The paricá (Schizolobium amazonicum Huber ex Ducke) has a rapid growth (cutting age of approximately 7 years), and wood with high prices in the domestic and foreign market, and therefore has been widely cultivated by timber companies in the North and Northeast of Brazil, proving to be a more viable alternative and fast as the eucalyptus, because the paricá has a cylindrical shaft and does not have branches in the first seven meters of the trunk, being a very coveted wood for the production of plywood, and considered the best species for the manufacture of MDF [1] .

The species meets market expectations, as well as speed, productivity, profitability and environmental protection, since it is widely used in cultivated forests that replace predatory extraction, and can also be used to recover large areas of degraded pastures. It is characterized as a deciduous tree. The largest ones reached heights of 40 m and 100 cm in diameter at chest height (DAP), measured at 1.30 m from the ground [2] . According to Vidaurre et al. [3] , of all the forest planted in Brazil today, 76.6% is Eucalyptus and 23.4% is Pinus, ensuring a response to growing world demand for fiber and environmental services.

It is an essentially heliophilic species (it fully realizes its entire life cycle in full sun), which does not tolerate low temperatures. It presents monopodial growth, although in the open, with a straight and clean shaft, due to good natural spillage or self-pruning [4] . Light wood, good workability and moderately dense (0.30 - 0.62 g・cm3) are suitable for the manufacture of linings, toothpick, paper and wood panels. Due to its average density, in the state of Pará, most of the paricá plantation is used for the manufacture of plywood, and its residues and wood tips are used for the manufacture of MDF [5] .

In fact, there is still just some researches related to forestry of this species, and there is still little technical information in research institutions. Therefore, the in-depth knowledge of paricá properties in relation to the different ages makes possible its more rational use, avoiding the cutting of trees with very low density, or at too young ages, which could lead to significant losses in the conversion processes besides the low quality of products obtained [3] .

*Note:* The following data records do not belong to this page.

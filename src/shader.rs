use glam::{Vec2, Vec4};

use crate::catalog::Catalog;
use crate::sampler::tex_lookup;
use crate::uniform::UniformBlock;
use crate::vram::Vram;

/// Maximum number of varying floats a post-VS vertex may carry (28 = 7
/// four-vectors). Varyings 0 and 1 are reserved by ABI convention as the
/// x/y consumed by screen-space derivative computation.
pub const MAX_VARYINGS: usize = 28;

/// A post-vertex-shader vertex: clip-space position, varyings, and
/// (once past viewport transform) an integer screen position.
#[derive(Debug, Clone, Copy)]
pub struct PostVsVertex {
    pub position: Vec4,
    pub varying: [f32; MAX_VARYINGS],
    pub screen: [i32; 2],
}

impl Default for PostVsVertex {
    fn default() -> Self {
        Self {
            position: Vec4::ZERO,
            varying: [0.0; MAX_VARYINGS],
            screen: [0, 0],
        }
    }
}

/// The vertex shader ABI: fixed callback, not dynamic code. `attributes`
/// is one vertex's worth of input floats (length `attribute_stride`);
/// the callee writes exactly `varying_count` floats and returns the
/// clip-space position.
pub trait VertexShader {
    fn run(&self, uniforms: &UniformBlock, attributes: &[f32], out_varyings: &mut [f32]) -> Vec4;
}

/// A read-only handle to the bound texture-mapping units, threaded into
/// the fragment callback so it can sample without owning the pipeline
/// (which is mutably borrowed by the renderer for the duration of the
/// draw). Mirrors the original hardware model's `s3d_tex_lookup`, which
/// a fragment shader calls directly against global engine state.
pub struct TextureUnit<'a> {
    pub(crate) catalog: &'a Catalog,
    pub(crate) vram: &'a Vram,
    pub(crate) tmus: &'a [Option<u32>],
}

impl<'a> TextureUnit<'a> {
    /// Sample TMU `tmu`. Returns `Vec4::ZERO` if nothing is bound there.
    pub fn lookup(&self, tmu: usize, d_max: f32, uv: Vec2) -> Vec4 {
        match self.tmus.get(tmu).copied().flatten() {
            None => Vec4::ZERO,
            Some(handle) => tex_lookup(self.catalog, self.vram, handle, d_max, uv).extend(0.0),
        }
    }
}

/// The fragment shader ABI. `ddx`/`ddy` each carry `varying_count / 4`
/// entries, one per reserved (x,y) varying pair. Returning `Some` in
/// `out_depth` overrides the interpolated depth for the late depth test.
pub trait FragmentShader {
    fn run(
        &self,
        uniforms: &UniformBlock,
        textures: &TextureUnit,
        varyings: &[f32],
        ddx: &[f32],
        ddy: &[f32],
        out_depth: &mut Option<f32>,
    ) -> glam::Vec3;
}

/// Adapts a plain closure to [`VertexShader`], for the common case of a
/// stateless shader with no captured resources beyond what it closes over.
impl<F> VertexShader for F
where
    F: Fn(&UniformBlock, &[f32], &mut [f32]) -> Vec4,
{
    fn run(&self, uniforms: &UniformBlock, attributes: &[f32], out_varyings: &mut [f32]) -> Vec4 {
        self(uniforms, attributes, out_varyings)
    }
}

impl<F> FragmentShader for F
where
    F: Fn(&UniformBlock, &TextureUnit, &[f32], &[f32], &[f32], &mut Option<f32>) -> glam::Vec3,
{
    fn run(
        &self,
        uniforms: &UniformBlock,
        textures: &TextureUnit,
        varyings: &[f32],
        ddx: &[f32],
        ddy: &[f32],
        out_depth: &mut Option<f32>,
    ) -> glam::Vec3 {
        self(uniforms, textures, varyings, ddx, ddy, out_depth)
    }
}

Numerous studies on the behavior of the species have been carried out; however, the information about the physiological processes among paricá cultivars is scarce. Thus, it is necessary to evaluate physiological and biophysical aspects to detect the existence of phenotypic variations in the plant, which would answer questions essential for proper management in paricá plantations [6] .

The Amazon soils are highly weathered and characterized by high acidity, high aluminum saturation and low nutrient concentration, due to the high leaching rates. The predominant soil units in the region are the Latosols and Argisols, with low-load clays and predominance of kaolinite [7] . Thus, the effects of Al on plants have been the subject of many studies. These studies have shown that Al harms the growth and development of sensitive plants, as well as the existence of resistant and/or tolerant plants [8] .

In this sense, information on paricá management should be considered of fundamental importance to support future silvicultural interventions in planting. On the other hand, research and investments in technology must also be integrated with the set of actions that permeate the companies’ strategy. The objective of this work was to evaluate the Nitrogen metabolism, as well as the levels of total soluble carbohydrates and sucrose in young paricá plants (Schizolobium amazonicum Huber ex Ducke) submitted at different doses of aluminum.

2. Material and Methods

2.1. Plant Material

Were utilized paricá seeds provided by AIMEX (Associação das Indústrias Exportadoras de Madeira do Estado do Pará). They went through the mechanical scarification process with sandpaper 80 mm before the seeding (in order to break the dormancy of the seeds).

2.2. Growing Conditions

The experiment was conducted in a greenhouse belongs to UFRA (Federal Rural University of Amazon―Belém, during the months from April to July 2016, with geographic coordinates of 01˚27'21"S, 48˚30'16"W and average altitude of 10 m. The climate classification is Af according to Köppen and Geiger with average temperature of 26.8˚C, relative humidity of 95% and photoperiod of approximately 12 hours throughout all the year.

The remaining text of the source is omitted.